Collection entries

--

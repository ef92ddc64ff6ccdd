use crate::context::WorkflowContext;
use crate::error::{ProduceError, ProducerError};
use crate::parameter::{ParameterDescriptor, ParameterMap, ParameterTable};
use crate::relation::RelationId;
use crate::value::Value;
use async_trait::async_trait;
use std::borrow::Cow;
use std::fmt;
use std::sync::Arc;
use std::time::Duration;
use tokio::time::sleep;
use uuid::Uuid;

/// Core trait that every graph node implementation provides.
#[async_trait]
pub trait Producer: Send + Sync {
    /// Type tag used by registries (e.g. "data_pick", "sub_workflow").
    fn producer_type(&self) -> &str;

    /// Human-readable description.
    fn introduce(&self) -> String;

    /// Accepted parameters. The default accepts anything.
    fn parameter_structure(&self) -> ParameterDescriptor {
        ParameterDescriptor::default()
    }

    /// Validate and normalize parameters, at initialization (`partial ==
    /// false`) and before every per-call override (`partial == true`).
    fn check_parameters(&self, params: ParameterMap, partial: bool) -> Result<ParameterMap, ProduceError> {
        self.parameter_structure()
            .validate(params, partial)
            .map_err(ProduceError::Parameter)
    }

    /// Turn input values into output values.
    async fn produce(
        &self,
        input: Vec<Value>,
        params: &ParameterTable,
        ctx: &WorkflowContext,
    ) -> Result<Vec<Value>, ProduceError>;
}

/// Post-processing applied to a producer's output.
pub type ProceedHook = Arc<dyn Fn(Vec<Value>) -> Vec<Value> + Send + Sync>;

/// Local recovery for a failed `produce`. Returning `Err` aborts the run.
pub type ErrorHandler = Arc<
    dyn Fn(&ProducerError, &ParameterTable, &WorkflowContext) -> Result<Vec<Value>, ProducerError>
        + Send
        + Sync,
>;

/// A producer placed in a graph: identity, configuration, delays, hooks and
/// its edge lists.
pub struct ProducerNode {
    id: String,
    producer: Box<dyn Producer>,
    parameters: ParameterTable,
    description: Option<String>,
    running_delay: Duration,
    reply_delay: Duration,
    proceed: Option<ProceedHook>,
    error_handler: Option<ErrorHandler>,
    pub(crate) parents: Vec<RelationId>,
    pub(crate) children: Vec<RelationId>,
}

impl ProducerNode {
    pub fn new(id: impl Into<String>, producer: impl Producer + 'static) -> Self {
        Self::boxed(Some(id.into()), Box::new(producer))
    }

    /// Wrap an already boxed producer. Without an id a random upper-case
    /// UUID is assigned.
    pub fn boxed(id: Option<String>, producer: Box<dyn Producer>) -> Self {
        Self {
            id: id.unwrap_or_else(|| Uuid::new_v4().to_string().to_uppercase()),
            producer,
            parameters: ParameterTable::new(),
            description: None,
            running_delay: Duration::ZERO,
            reply_delay: Duration::ZERO,
            proceed: None,
            error_handler: None,
            parents: Vec::new(),
            children: Vec::new(),
        }
    }

    pub fn with_running_delay(mut self, delay: Duration) -> Self {
        self.running_delay = delay;
        self
    }

    pub fn with_reply_delay(mut self, delay: Duration) -> Self {
        self.reply_delay = delay;
        self
    }

    pub fn with_description(mut self, description: impl Into<String>) -> Self {
        self.description = Some(description.into());
        self
    }

    pub fn with_proceed<F>(mut self, hook: F) -> Self
    where
        F: Fn(Vec<Value>) -> Vec<Value> + Send + Sync + 'static,
    {
        self.proceed = Some(Arc::new(hook));
        self
    }

    pub fn with_error_handler<F>(mut self, handler: F) -> Self
    where
        F: Fn(&ProducerError, &ParameterTable, &WorkflowContext) -> Result<Vec<Value>, ProducerError>
            + Send
            + Sync
            + 'static,
    {
        self.error_handler = Some(Arc::new(handler));
        self
    }

    /// Builder form of [`ProducerNode::initialize`].
    pub fn with_parameters(mut self, params: ParameterMap) -> Result<Self, ProducerError> {
        self.initialize(params)?;
        Ok(self)
    }

    /// Validate `params` and make them the producer's configuration.
    pub fn initialize(&mut self, params: ParameterMap) -> Result<(), ProducerError> {
        let checked = self
            .producer
            .check_parameters(params, false)
            .map_err(|e| self.wrap(e))?;
        self.parameters.replace_all(checked);
        Ok(())
    }

    pub fn id(&self) -> &str {
        &self.id
    }

    pub fn producer_type(&self) -> &str {
        self.producer.producer_type()
    }

    pub fn producer(&self) -> &dyn Producer {
        self.producer.as_ref()
    }

    pub fn introduce(&self) -> String {
        self.producer.introduce()
    }

    pub fn description(&self) -> Option<&str> {
        self.description.as_deref()
    }

    pub fn parameters(&self) -> &ParameterTable {
        &self.parameters
    }

    pub fn parameters_mut(&mut self) -> &mut ParameterTable {
        &mut self.parameters
    }

    pub fn running_delay(&self) -> Duration {
        self.running_delay
    }

    pub fn reply_delay(&self) -> Duration {
        self.reply_delay
    }

    pub fn set_running_delay(&mut self, delay: Duration) {
        self.running_delay = delay;
    }

    pub fn set_reply_delay(&mut self, delay: Duration) {
        self.reply_delay = delay;
    }

    pub fn parents(&self) -> &[RelationId] {
        &self.parents
    }

    pub fn children(&self) -> &[RelationId] {
        &self.children
    }

    /// The wrapper every scheduler call goes through: pre-delay, parameter
    /// view, `produce` with error recovery, post-delay, then `proceed`.
    ///
    /// With empty `overrides` the owned table is used directly; otherwise a
    /// patched clone is, and the owned table is left untouched.
    pub async fn prepare_execute(
        &self,
        input: Vec<Value>,
        overrides: ParameterMap,
        ctx: &WorkflowContext,
    ) -> Result<Vec<Value>, ProducerError> {
        if !self.running_delay.is_zero() {
            sleep(self.running_delay).await;
        }

        let params: Cow<'_, ParameterTable> = if overrides.is_empty() {
            Cow::Borrowed(&self.parameters)
        } else {
            let checked = self
                .producer
                .check_parameters(overrides, true)
                .map_err(|e| self.wrap(e))?;
            Cow::Owned(self.parameters.patched(checked))
        };

        let output = match self.producer.produce(input, &params, ctx).await {
            Ok(output) => output,
            Err(e) => {
                let err = self.wrap(e);
                let Some(handler) = &self.error_handler else {
                    return Err(err);
                };
                let recovered = handler(&err, &params, ctx)?;
                tracing::warn!(producer = %self.id, error = %err, "Producer failure recovered by error handler");
                recovered
            }
        };

        if !self.reply_delay.is_zero() {
            sleep(self.reply_delay).await;
        }

        Ok(match &self.proceed {
            Some(hook) => hook(output),
            None => output,
        })
    }

    fn wrap(&self, source: ProduceError) -> ProducerError {
        ProducerError::new(self.producer.producer_type(), self.id.clone(), source)
    }
}

impl fmt::Debug for ProducerNode {
    fn fmt(&self, f: &mut fmt::Formatter<'_>) -> fmt::Result {
        f.debug_struct("ProducerNode")
            .field("id", &self.id)
            .field("type", &self.producer.producer_type())
            .field("parameters", &self.parameters)
            .field("running_delay", &self.running_delay)
            .field("reply_delay", &self.reply_delay)
            .field("parents", &self.parents)
            .field("children", &self.children)
            .finish()
    }
}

--

Select and copy every line from the records that includes the word "checked".

● **RESULT OF THE EXERCISE**:
        let checked = self
        self.parameters.replace_all(checked);
            let checked = self
            Cow::Owned(self.parameters.patched(checked))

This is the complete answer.